Os dados são de uma pesquisa da Badra Comunicação, divulgada com exclusividade pela Gazeta nesta sexta-feira (28/2).

A atuação da polícia é mais bem avaliada por:

• pessoas com renda familiar acima de R$ 5 mil (43%)

• pessoas com 60 anos ou mais (38%)

• pessoas com ensino fundamental (38%)

• homens (36%)

• pessoas de cor branca (36%)

• moradores do litoral e do interior (33%)

Por outro lado, a atuação da polícia é mais mal avaliada por:

• pessoas de cor preta/parda (21%)

• pessoas com ensino fundamental (20%)

• pessoas com idade entre 45 e 59 anos (18%)

Dados da pesquisa

A pesquisa que revela uma série de dados sobre a percepção dos paulistas sobre a atuação das polícias foi realizada presencialmente entre os dias 10 e 15 de fevereiro de 2025 e envolveu 1.501 moradores paulistas da região metropolitana da Grande São Paulo, do litoral e do interior.

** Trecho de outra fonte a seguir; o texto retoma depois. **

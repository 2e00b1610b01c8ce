use clap::Parser;
use dta_router::{AssignmentConfig, NetworkDescription, Waypoint};
use std::path::PathBuf;

#[derive(Parser)]
#[command(author, version, about, long_about = None)]
struct Args {
    #[arg(help = "path to a JSON network description")]
    network: PathBuf,
    #[arg(long, help = "path to a JSON assignment configuration")]
    config: Option<PathBuf>,
    #[arg(long, help = "print the per-edge state as JSON after routing")]
    snapshot: bool,
}

fn main() {
    env_logger::init();
    let args = Args::parse();
    if let Err(err) = run(&args) {
        eprintln!("error: {}", err);
        std::process::exit(1);
    }
}

fn run(args: &Args) -> Result<(), Box<dyn std::error::Error>> {
    let config = match &args.config {
        Some(path) => {
            log::info!("reading assignment configuration from {}", path.display());
            AssignmentConfig::from_path(path)?
        }
        None => AssignmentConfig::default(),
    };
    let network = NetworkDescription::from_path(&args.network)?;
    let run = network.start_run(config)?;

    println!(
        "{} edges -> {} vertices, {} parking lots",
        run.graph().edge_count(),
        run.graph().vertex_count(),
        run.lots().len(),
    );

    let origins = run.lots().origins().map(Waypoint::Lot).collect::<Vec<_>>();
    let destinations = run
        .lots()
        .destinations()
        .map(Waypoint::Lot)
        .collect::<Vec<_>>();
    for outcome in run.route(&origins, &destinations) {
        let (Waypoint::Lot(from), Waypoint::Lot(to)) = (outcome.origin, outcome.destination) else {
            continue;
        };
        match outcome.result {
            Ok(route) => println!(
                "lot {} -> lot {}: {:.1} s, nodes {:?}, edges {:?}",
                from,
                to,
                route.travel_time,
                route.nodes.iter().map(|n| n.0).collect::<Vec<_>>(),
                route.edges.iter().map(|e| e.0).collect::<Vec<_>>(),
            ),
            Err(err) => println!("lot {} -> lot {}: {}", from, to, err),
        }
    }

    if args.snapshot {
        println!("{}", serde_json::to_string_pretty(&run.snapshot())?);
    }
    Ok(())
}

A margem de erro é de 3 pontos percentuais para mais ou para menos, com intervalo de confiança de 95%.

Impacto maior sobre grupos específicos

Metade da população do estado de São Paulo acredita que a violência policial impacta mais alguns grupos do que outros, em especial pessoas de baixa renda.

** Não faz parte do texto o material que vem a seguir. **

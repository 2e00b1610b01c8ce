//! Tests that resolve parking lots from sample paths.

mod common;

use common::*;
use dta_router::{
    EdgeId, GraphBuilder, LotId, LotRole, NodeId, ParkingLots, ResolveError, RoutingGraph,
};

fn junction_graph() -> RoutingGraph {
    GraphBuilder::new(&junction_table()).build().unwrap()
}

#[test]
fn lots_resolve_from_path_ends() {
    let graph = junction_graph();
    let lots = ParkingLots::resolve(&junction_lots(), &junction_paths(), &graph).unwrap();

    let west = lots.get(LotId(1)).unwrap();
    assert_eq!(west.role(), LotRole::Origin);
    let origin = west.origin().unwrap();
    assert_eq!(Some(origin.vertex), graph.origin_vertex(EdgeId(1)));
    assert_eq!(origin.node, NodeId(WEST));

    let north = lots.get(LotId(4)).unwrap();
    assert_eq!(north.role(), LotRole::Destination);
    let destination = north.destination().unwrap();
    assert_eq!(Some(destination.vertex), graph.destination_vertex(EdgeId(4)));
    assert_eq!(destination.node, NodeId(NORTH));
}

#[test]
fn unreferenced_and_ineligible_lots() {
    let graph = junction_graph();
    let lots = ParkingLots::resolve(&junction_lots(), &junction_paths(), &graph).unwrap();

    assert_eq!(lots.get(LotId(5)).unwrap().role(), LotRole::Unresolved);
    assert!(lots.get(LotId(6)).is_none());
    assert_eq!(lots.len(), 5);
    assert_eq!(lots.origins().collect::<Vec<_>>(), [LotId(1), LotId(2)]);
    assert_eq!(lots.destinations().collect::<Vec<_>>(), [LotId(3), LotId(4)]);
}

/// Only the first path from or to each lot is traced.
#[test]
fn first_sample_path_wins() {
    let graph = junction_graph();
    let paths = [path(3, 2, &[4]), path(3, 2, &[1, 11, 3])];
    let lots = ParkingLots::resolve(&junction_lots(), &paths, &graph).unwrap();
    let origin = lots.get(LotId(3)).unwrap().origin().unwrap();
    assert_eq!(Some(origin.vertex), graph.origin_vertex(EdgeId(4)));
}

#[test]
fn lots_can_be_origin_and_destination() {
    let graph = junction_graph();
    let paths = [path(1, 3, &[1, 11, 3]), path(2, 1, &[2, 21, 3])];
    let lots = ParkingLots::resolve(&junction_lots(), &paths, &graph).unwrap();
    let lot = lots.get(LotId(1)).unwrap();
    assert_eq!(lot.role(), LotRole::Both);
    assert_ne!(lot.origin(), lot.destination());
}

#[test]
fn empty_paths_are_skipped() {
    let graph = junction_graph();
    let paths = [path(1, 3, &[]), path(1, 3, &[1, 11, 3])];
    let lots = ParkingLots::resolve(&junction_lots(), &paths, &graph).unwrap();
    assert_eq!(lots.get(LotId(1)).unwrap().role(), LotRole::Origin);
    assert_eq!(lots.get(LotId(3)).unwrap().role(), LotRole::Destination);
}

#[test]
fn unknown_path_edges_fail() {
    let graph = junction_graph();
    let paths = [path(1, 3, &[1, 99])];
    let err = ParkingLots::resolve(&junction_lots(), &paths, &graph).unwrap_err();
    assert_eq!(
        err,
        ResolveError::UnknownPathEdge {
            from_lot: LotId(1),
            to_lot: LotId(3),
            edge: EdgeId(99),
        }
    );
}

Essa opinião aparece com mais força (50% de “sim) entre:

• moradores do litoral e do interior (54%)

• pessoas de cor preta/parda (54%)

• pessoas mais jovens – a concordância com essa visão é maior entre as pessoas mais jovens e decresce conforme aumenta a idade: 16 a 24 anos (59%); 25 a 44 anos (53%); 45 a 59 anos (47%); e 60 anos ou mais (45%).

Os entrevistados que acham que a violência policial afeta mais algumas pessoas do que outras, consideram que as maiores vítimas são:

• pessoas de baixa renda e vulneráveis (41%): baixa renda, pobres, carentes, pouca escolaridade, marginalizados, moradores de rua;

• negros (36%); nesse caso o percentual sobe para 44% entre pessoas com ensino superior; para 40% entre pessoas de cor preta/parda; para 39% entre mulheres;

• pessoas que vivem em áreas periféricas (12%): pessoas que moram em comunidades ou na periferia

• pessoas jovens (4%)

Abordagem respeitosa

Entre os paulistas que já foram abordados ou presenciaram a abordagem de outra pessoa pela polícia, 59% consideram que a atuação dos agentes foi respeitosa. O percentual sobe entre os homens (63%) e entre pessoas de cor branca (63%).

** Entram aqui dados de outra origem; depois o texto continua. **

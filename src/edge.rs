use crate::error::BuildError;
use crate::{EdgeId, NodeId};
use smallvec::SmallVec;
use std::collections::BTreeMap;

/// A list of adjacent edge IDs.
pub type EdgeList = SmallVec<[EdgeId; 4]>;

/// A directed link or turning movement in the source network.
#[derive(Clone, Debug, PartialEq)]
#[cfg_attr(feature = "serde", derive(serde::Serialize, serde::Deserialize))]
pub struct Edge {
    /// The edge ID.
    pub id: EdgeId,
    /// The network node the edge starts at.
    pub from_node: NodeId,
    /// The network node the edge ends at.
    pub to_node: NodeId,
    /// The edges permitted to immediately precede this one.
    /// Empty means any unrestricted edge arriving at `from_node`.
    #[cfg_attr(feature = "serde", serde(default))]
    pub predecessors: EdgeList,
    /// The edges permitted to immediately follow this one.
    /// Empty means any unrestricted edge leaving `to_node`.
    #[cfg_attr(feature = "serde", serde(default))]
    pub successors: EdgeList,
    /// The length in m.
    pub length: f64,
    /// Whether the edge is a turning movement within an intersection.
    #[cfg_attr(feature = "serde", serde(default))]
    pub is_turn: bool,
    /// The edge category.
    #[cfg_attr(feature = "serde", serde(default))]
    pub kind: EdgeKind,
    /// Whether the edge is closed to traffic.
    #[cfg_attr(feature = "serde", serde(default))]
    pub closed: bool,
}

/// The category of an [Edge].
#[derive(Clone, Copy, Debug, Default, PartialEq, Eq, Hash)]
#[cfg_attr(feature = "serde", derive(serde::Serialize, serde::Deserialize))]
#[cfg_attr(feature = "serde", serde(rename_all = "SCREAMING_SNAKE_CASE"))]
pub enum EdgeKind {
    /// An edge that takes part in dynamic assignment.
    #[default]
    DynamicAssignment,
    /// A plain network link.
    Link,
    /// Anything else reported by the network source.
    Other,
}

impl Edge {
    /// Creates an open, unrestricted dynamic assignment edge.
    pub fn new(
        id: impl Into<EdgeId>,
        from_node: impl Into<NodeId>,
        to_node: impl Into<NodeId>,
        length: f64,
    ) -> Self {
        Self {
            id: id.into(),
            from_node: from_node.into(),
            to_node: to_node.into(),
            predecessors: EdgeList::new(),
            successors: EdgeList::new(),
            length,
            is_turn: false,
            kind: EdgeKind::DynamicAssignment,
            closed: false,
        }
    }

    /// Restricts the edges that may precede this one.
    pub fn with_predecessors(mut self, ids: impl IntoIterator<Item = u32>) -> Self {
        self.predecessors = ids.into_iter().map(EdgeId).collect();
        self
    }

    /// Restricts the edges that may follow this one.
    pub fn with_successors(mut self, ids: impl IntoIterator<Item = u32>) -> Self {
        self.successors = ids.into_iter().map(EdgeId).collect();
        self
    }

    /// Marks the edge as a turning movement.
    pub fn turn(mut self) -> Self {
        self.is_turn = true;
        self
    }

    /// Sets the edge category.
    pub fn with_kind(mut self, kind: EdgeKind) -> Self {
        self.kind = kind;
        self
    }

    /// Sets the closure state.
    pub fn with_closed(mut self, closed: bool) -> Self {
        self.closed = closed;
        self
    }
}

/// The directed network edges, indexed by ID and iterated in ascending ID order.
#[derive(Clone, Debug, Default)]
pub struct EdgeTable {
    edges: BTreeMap<EdgeId, Edge>,
}

impl EdgeTable {
    /// Creates an edge table, failing if two rows claim the same ID.
    pub fn new(edges: impl IntoIterator<Item = Edge>) -> Result<Self, BuildError> {
        let mut table = BTreeMap::new();
        for edge in edges {
            let id = edge.id;
            if table.insert(id, edge).is_some() {
                return Err(BuildError::IndexCollision(id));
            }
        }
        Ok(Self { edges: table })
    }

    /// Keeps only the edges of the given kind.
    pub fn retain_kind(&mut self, kind: EdgeKind) {
        let before = self.edges.len();
        self.edges.retain(|_, edge| edge.kind == kind);
        log::debug!(
            "kept {} of {} edges of kind {:?}",
            self.edges.len(),
            before,
            kind
        );
    }

    /// Gets the edge with the given ID.
    pub fn get(&self, id: EdgeId) -> Option<&Edge> {
        self.edges.get(&id)
    }

    /// Whether the table contains an edge with the given ID.
    pub fn contains(&self, id: EdgeId) -> bool {
        self.edges.contains_key(&id)
    }

    /// Returns an iterator over the edges in ascending ID order.
    pub fn iter(&self) -> impl Iterator<Item = &Edge> {
        self.edges.values()
    }

    /// Returns an iterator over the edge IDs in ascending order.
    pub fn ids(&self) -> impl Iterator<Item = EdgeId> + '_ {
        self.edges.keys().copied()
    }

    /// The number of edges.
    pub fn len(&self) -> usize {
        self.edges.len()
    }

    /// Whether the table has no edges.
    pub fn is_empty(&self) -> bool {
        self.edges.is_empty()
    }
}

impl<'a> IntoIterator for &'a EdgeTable {
    type Item = &'a Edge;
    type IntoIter = std::collections::btree_map::Values<'a, EdgeId, Edge>;

    fn into_iter(self) -> Self::IntoIter {
        self.edges.values()
    }
}
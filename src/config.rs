use crate::edge::EdgeKind;
use crate::error::ConfigError;
#[cfg(feature = "serde")]
use crate::error::LoadError;
use crate::graph::DEFAULT_FREE_FLOW_SPEED;
use crate::weight::DEFAULT_CLOSED_EDGE_WEIGHT;

/// The default length of an evaluation interval, in s.
pub const DEFAULT_EVALUATION_INTERVAL: f64 = 600.0;

/// The parameters of an assignment run.
#[derive(Clone, Debug, PartialEq)]
#[cfg_attr(feature = "serde", derive(serde::Serialize, serde::Deserialize))]
#[cfg_attr(feature = "serde", serde(default, deny_unknown_fields))]
pub struct AssignmentConfig {
    /// The speed used to derive initial weights from edge lengths, in m/s.
    pub free_flow_speed: f64,
    /// The weight given to closed edges, in s.
    pub closed_edge_weight: f64,
    /// The length of one measurement period, in s.
    pub evaluation_interval: f64,
    /// If set, only edges of this kind are loaded.
    pub edge_kind: Option<EdgeKind>,
}

impl Default for AssignmentConfig {
    fn default() -> Self {
        Self {
            free_flow_speed: DEFAULT_FREE_FLOW_SPEED,
            closed_edge_weight: DEFAULT_CLOSED_EDGE_WEIGHT,
            evaluation_interval: DEFAULT_EVALUATION_INTERVAL,
            edge_kind: None,
        }
    }
}

impl AssignmentConfig {
    /// Checks that every value is usable.
    pub fn validate(&self) -> Result<(), ConfigError> {
        let positive = [
            ("free_flow_speed", self.free_flow_speed),
            ("closed_edge_weight", self.closed_edge_weight),
            ("evaluation_interval", self.evaluation_interval),
        ];
        for (field, value) in positive {
            if !value.is_finite() || value <= 0.0 {
                return Err(ConfigError::Invalid {
                    field,
                    reason: format!("expected a positive number, found {}", value),
                });
            }
        }
        Ok(())
    }

    /// Reads and validates a configuration from a JSON string.
    /// Missing fields take their default values.
    #[cfg(feature = "serde")]
    pub fn from_json_str(json: &str) -> Result<Self, ConfigError> {
        let config: Self = serde_json::from_str(json).map_err(LoadError::from)?;
        config.validate()?;
        Ok(config)
    }

    /// Reads and validates a configuration from a JSON file.
    #[cfg(feature = "serde")]
    pub fn from_path(path: impl AsRef<std::path::Path>) -> Result<Self, ConfigError> {
        let json = std::fs::read_to_string(path).map_err(LoadError::from)?;
        Self::from_json_str(&json)
    }
}
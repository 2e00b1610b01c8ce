use crate::error::VolumeError;
use crate::{EdgeId, VehicleId};
use std::collections::{BTreeMap, HashMap};

/// Counts the vehicles currently assigned to each edge.
///
/// A departure adds one to every edge of the vehicle's route (repeated edges count
/// once per occurrence) and an arrival removes them again. Counts never go below zero;
/// a decrement that would is clamped and counted in [clamp_events](Self::clamp_events).
#[derive(Clone, Debug, Default)]
pub struct VolumeTracker {
    /// The current volume of each edge.
    volumes: BTreeMap<EdgeId, u32>,
    /// The routes of vehicles that have departed but not yet arrived.
    live: HashMap<VehicleId, Vec<EdgeId>>,
    /// The number of decrements clamped at zero.
    clamped: u64,
}

impl VolumeTracker {
    /// Creates a tracker for the given edges, all starting at zero.
    pub fn new(edges: impl IntoIterator<Item = EdgeId>) -> Self {
        Self {
            volumes: edges.into_iter().map(|id| (id, 0)).collect(),
            live: HashMap::new(),
            clamped: 0,
        }
    }

    /// Records a vehicle leaving on the given route.
    /// Nothing is recorded if the vehicle is already on the network or an edge is unknown.
    pub fn on_departure(
        &mut self,
        vehicle: VehicleId,
        route: impl IntoIterator<Item = EdgeId>,
    ) -> Result<(), VolumeError> {
        if self.live.contains_key(&vehicle) {
            return Err(VolumeError::AlreadyDeparted(vehicle));
        }
        let route = route.into_iter().collect::<Vec<_>>();
        if let Some(edge) = route.iter().find(|id| !self.volumes.contains_key(id)) {
            return Err(VolumeError::UnknownEdge {
                vehicle,
                edge: *edge,
            });
        }
        for edge in &route {
            if let Some(count) = self.volumes.get_mut(edge) {
                *count += 1;
            }
        }
        self.live.insert(vehicle, route);
        Ok(())
    }

    /// Records a vehicle reaching its destination, returning the route it was assigned.
    pub fn on_arrival(&mut self, vehicle: VehicleId) -> Result<Vec<EdgeId>, VolumeError> {
        let route = self
            .live
            .remove(&vehicle)
            .ok_or(VolumeError::UnknownVehicle(vehicle))?;
        for edge in &route {
            if let Some(count) = self.volumes.get_mut(edge) {
                if *count == 0 {
                    self.clamped += 1;
                    log::warn!(
                        "volume of edge {} already zero on arrival of vehicle {}",
                        edge,
                        vehicle
                    );
                } else {
                    *count -= 1;
                }
            }
        }
        Ok(route)
    }

    /// Overwrites the volume of an edge with a count reported by the simulation.
    /// Returns false if the edge is not tracked.
    pub fn set_volume(&mut self, edge: EdgeId, count: u32) -> bool {
        match self.volumes.get_mut(&edge) {
            Some(current) => {
                *current = count;
                true
            }
            None => false,
        }
    }

    /// The current volume of an edge.
    pub fn volume(&self, edge: EdgeId) -> Option<u32> {
        self.volumes.get(&edge).copied()
    }

    /// Returns an iterator over the volume of every edge in ascending ID order.
    pub fn volumes(&self) -> impl Iterator<Item = (EdgeId, u32)> + '_ {
        self.volumes.iter().map(|(id, count)| (*id, *count))
    }

    /// The sum of all edge volumes.
    pub fn total_volume(&self) -> u64 {
        self.volumes.values().map(|count| u64::from(*count)).sum()
    }

    /// The number of vehicles that have departed but not arrived.
    pub fn live_vehicles(&self) -> usize {
        self.live.len()
    }

    /// The route recorded for a vehicle still on the network.
    pub fn route_of(&self, vehicle: VehicleId) -> Option<&[EdgeId]> {
        self.live.get(&vehicle).map(|route| route.as_slice())
    }

    /// The number of decrements that were clamped at zero.
    pub fn clamp_events(&self) -> u64 {
        self.clamped
    }

    /// Clears all volumes and vehicles for a new run.
    pub fn reset(&mut self) {
        self.volumes.values_mut().for_each(|count| *count = 0);
        self.live.clear();
        self.clamped = 0;
    }
}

A renda e a escolaridade também influenciam nessa visão: 76% das pessoas com renda familiar acima de R$ 5 mil consideraram que a abordagem da polícia foi respeitosa, assim como as com ensino superior, com 63%.

Segurança da população

Em São Paulo, 76% dos entrevistados expressam confiança no trabalho da polícia para garantir a segurança da população, sendo que 35% afirmam “confiar muito” e 41% “confiar pouco”.

Apenas 23% indicam “não confiar” na instituição para garantir a segurança da população.

Há um nível de confiança maior no trabalho da polícia para garantir a segurança da população (35% “confiam muito” no Estado) entre:

• pessoas com renda familiar acima de R$ 5 mil (47%)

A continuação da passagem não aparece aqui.